Uns diziam que era por safadeza, outros diziam que a mulher era chuvarada mesmo, mas de qualquer modo nunca se viu nada igual: a mulher chorava tanto, mais tanto mesmo, que enchia até tanque e açude.

Num momento estava seca de secura da terra e estiagem, já no outro ao desabrido chuveiro de mil soluços. Num instante e seu olhar apenas olhar, sem nada além que o molhado dos olhos, mas já no outro com todas as comportas abertas e aquele mundão de água querendo tudo devorar.

Mulher choradeira da gota serena, dizia um. Já outro acrescentava: Deus me livre de estar perto dela quando começar a chorar. E era realmente de admirar e espantar aquela propensão ao choro e a forma de chorar. Ora, não chorava, apenas derrama dos olhos um carro-pipa a cada segundo.

Para se ter uma ideia, a casa dela ficava numa encosta, com o chão pendido de lado e com abertura por quase todo o pé de parede. E assim para que as águas de suas lágrimas escorressem adiante assim que começasse a chuvarada nos olhos. Providência mais que necessária diante do tsunami de repente surgido.

A chuvarada escorria dos olhos e se derramava encosta abaixo, levando em enxurrada tudo o que encontrasse pela frente. Acaso as águas não encontrassem pronta saída, não demorariam muito para encher a casa inteira, subindo pelas paredes até o telhado, deixando submersa a choradeira. E o pior é que a dona do mar aberto não sabia nadar.

Chorava por tudo, a mulher. E chorava em demasia. Viúva, Maria das Lágrimas, como assim era chamada, estava permanentemente proibida de chorar sua viuvez dentro de casa. Não só a viuvez como qualquer choro. Os moradores debaixo da encosta providenciaram abaixo-assinado para impedi-la de despejar quaisquer tipos de lágrimas lá de riba.

Por isso mesmo que só podia recordar do falecido esposo após descer a ladeira e se postar rente a um riachinho que havia por ali. Levando na mão um retrato ou qualquer peça de roupa do defuntado esposo, logo começava a chorar e a derramar água no leito adiante. Não demorava muito e o riachinho já estava em correnteza.

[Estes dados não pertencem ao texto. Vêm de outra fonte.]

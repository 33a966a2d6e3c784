use serde::{Deserialize, Serialize};

/// Returned instead of a summary when there is no review text at all.
pub const NO_CONTENT_SENTINEL: &str = "No content to summarize.";

/// Prefix of the inline marker that replaces a chunk whose summary failed.
pub const CHUNK_ERROR_PREFIX: &str = "Error during summarization:";

/// Texts longer than this many words are split before summarization.
pub const CHUNK_THRESHOLD_WORDS: usize = 500;

/// Words per chunk once a text is over the threshold.
pub const MAX_CHUNK_WORDS: usize = 500;

pub const DEFAULT_MODEL: &str = "facebook/bart-large-cnn";

/// Decoding parameters forwarded to the summarization model with every chunk.
#[derive(Debug, Clone, Copy, PartialEq, Eq, Serialize, Deserialize)]
pub struct GenerationParams {
    pub max_length: u32,
    pub min_length: u32,
    pub do_sample: bool,
}

impl Default for GenerationParams {
    fn default() -> Self {
        Self {
            max_length: 150,
            min_length: 40,
            do_sample: false,
        }
    }
}

/// One generated summary as returned by the model service.
#[derive(Debug, Clone, PartialEq, Eq, Serialize, Deserialize)]
pub struct SummaryOutput {
    pub summary_text: String,
}

/// Outcome of summarizing a single chunk.
#[derive(Debug, Clone, PartialEq, Eq)]
pub enum ChunkSummary {
    Generated(String),
    Failed(String),
}

impl ChunkSummary {
    /// Text placed in the overall summary for this chunk.
    #[must_use]
    pub fn render(&self) -> String {
        match self {
            ChunkSummary::Generated(text) => text.clone(),
            ChunkSummary::Failed(detail) => format!("{CHUNK_ERROR_PREFIX} {detail}"),
        }
    }

    #[must_use]
    pub fn is_failed(&self) -> bool {
        matches!(self, ChunkSummary::Failed(_))
    }
}

/// Space-joins rendered chunk summaries in chunk order.
#[must_use]
pub fn join_summaries(summaries: &[ChunkSummary]) -> String {
    summaries
        .iter()
        .map(ChunkSummary::render)
        .collect::<Vec<_>>()
        .join(" ")
}

/// Result of running the whole fetch-then-summarize pipeline for one page.
#[derive(Debug, Clone, PartialEq, Eq)]
pub enum SummarizeResult {
    Summary(String),
    NoReviews,
}

/// Body accepted by the HTTP handler.
#[derive(Debug, Serialize, Deserialize)]
pub struct SummarizeRequest {
    pub url: String,
}

/// Body returned by the HTTP handler on success.
#[derive(Debug, Serialize, Deserialize)]
pub struct SummarizeResponse {
    pub url: String,
    pub summary: String,
}
use async_trait::async_trait;
use serde_json::{Value, json};
use smartshop::api::handler::handle_payload;
use smartshop::core::models::{GenerationParams, SummarizeResult, SummaryOutput};
use smartshop::{ReviewError, SmartShop};
use smartshop::ai::SummarizationModel;
use smartshop::scrape::ReviewSource;
use std::sync::Arc;
use std::sync::atomic::{AtomicUsize, Ordering};

enum Page {
    Reviews(&'static str),
    Unreachable,
}

struct StaticSource(Page);

#[async_trait]
impl ReviewSource for StaticSource {
    async fn fetch_reviews(&self, url: &str) -> Result<String, ReviewError> {
        match &self.0 {
            Page::Reviews(text) => Ok((*text).to_string()),
            Page::Unreachable => Err(ReviewError::Acquisition(format!(
                "HTTP status 503 Service Unavailable for {url}"
            ))),
        }
    }
}

struct CountingModel {
    calls: AtomicUsize,
}

#[async_trait]
impl SummarizationModel for CountingModel {
    async fn summarize(
        &self,
        _text: &str,
        _params: &GenerationParams,
    ) -> Result<Vec<SummaryOutput>, ReviewError> {
        self.calls.fetch_add(1, Ordering::SeqCst);
        Ok(vec![SummaryOutput {
            summary_text: "Buyers like the build quality.".to_string(),
        }])
    }
}

fn app_for(page: Page) -> (SmartShop, Arc<CountingModel>) {
    let model = Arc::new(CountingModel {
        calls: AtomicUsize::new(0),
    });
    let app = SmartShop::with_model(Arc::new(StaticSource(page)), model.clone());
    (app, model)
}

fn body_of(response: &Value) -> Value {
    serde_json::from_str(response["body"].as_str().unwrap()).unwrap()
}

#[tokio::test]
async fn pipeline_summarizes_fetched_reviews() {
    let (app, model) = app_for(Page::Reviews("Solid kettle. Boils fast."));

    let result = app
        .summarize_url("https://shop.example.com/dp/123")
        .await
        .unwrap();

    assert_eq!(
        result,
        SummarizeResult::Summary("Buyers like the build quality.".to_string())
    );
    assert_eq!(model.calls.load(Ordering::SeqCst), 1);
}

#[tokio::test]
async fn pipeline_reports_missing_reviews_without_calling_model() {
    let (app, model) = app_for(Page::Reviews("   "));

    let result = app
        .summarize_url("https://shop.example.com/dp/123")
        .await
        .unwrap();

    assert_eq!(result, SummarizeResult::NoReviews);
    assert_eq!(model.calls.load(Ordering::SeqCst), 0);
}

#[tokio::test]
async fn pipeline_propagates_acquisition_failure() {
    let (app, model) = app_for(Page::Unreachable);

    let err = app
        .summarize_url("https://shop.example.com/dp/123")
        .await
        .unwrap_err();

    assert!(matches!(err, ReviewError::Acquisition(_)));
    assert!(err.to_string().starts_with("Error fetching page:"));
    assert_eq!(model.calls.load(Ordering::SeqCst), 0);
}

#[tokio::test]
async fn pipeline_rejects_blank_url() {
    let (app, _) = app_for(Page::Reviews("unused"));

    let err = app.summarize_url("  ").await.unwrap_err();

    assert!(matches!(err, ReviewError::InvalidRequest(_)));
}

#[tokio::test]
async fn handler_returns_summary_for_json_body() {
    let (app, _) = app_for(Page::Reviews("Great blender."));
    let payload = json!({ "body": json!({ "url": "https://shop.example.com/dp/1" }).to_string() });

    let response = handle_payload(&app, &payload).await;

    assert_eq!(response["statusCode"], 200);
    let body = body_of(&response);
    assert_eq!(body["summary"], "Buyers like the build quality.");
    assert_eq!(body["url"], "https://shop.example.com/dp/1");
}

#[tokio::test]
async fn handler_accepts_query_string_url() {
    let (app, _) = app_for(Page::Reviews("Great blender."));
    let payload = json!({
        "queryStringParameters": { "url": "https://shop.example.com/dp/1" }
    });

    let response = handle_payload(&app, &payload).await;

    assert_eq!(response["statusCode"], 200);
}

#[tokio::test]
async fn handler_maps_outcomes_to_status_codes() {
    let payload = json!({ "url": "https://shop.example.com/dp/1" });

    let (no_reviews, _) = app_for(Page::Reviews(""));
    assert_eq!(handle_payload(&no_reviews, &payload).await["statusCode"], 404);

    let (unreachable, _) = app_for(Page::Unreachable);
    assert_eq!(handle_payload(&unreachable, &payload).await["statusCode"], 502);

    let (app, model) = app_for(Page::Reviews("Great blender."));
    let bad = handle_payload(&app, &json!({ "url": "ftp://shop.example.com" })).await;
    assert_eq!(bad["statusCode"], 400);
    assert_eq!(body_of(&bad)["error"], "Please enter a valid URL.");
    assert_eq!(model.calls.load(Ordering::SeqCst), 0);
}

Certa feita, enquanto estava lamuriando sua saudade da vez e pensando nos dotes camísticos de seu falecido, avistou uma cueca samba-canção num varal adiante e logo lhe veio à mente aquele que ele mais gostava de usar para fazer safadeza. Então ela se derramou de vez. E desta feita a cheia do riachinho derrubou mais de dez casas pelos arredores.

Mas não demorou muito e pessoas da comunidade encontraram um meio de proporcionar utilidade àquelas enxurradas de lágrimas. Como a região estava seca demais, com a terra esturricada e os tanques já rachados no barro, então resolveram que Maria das Lágrimas poderia ser a salvação de muita gente e de muito bicho.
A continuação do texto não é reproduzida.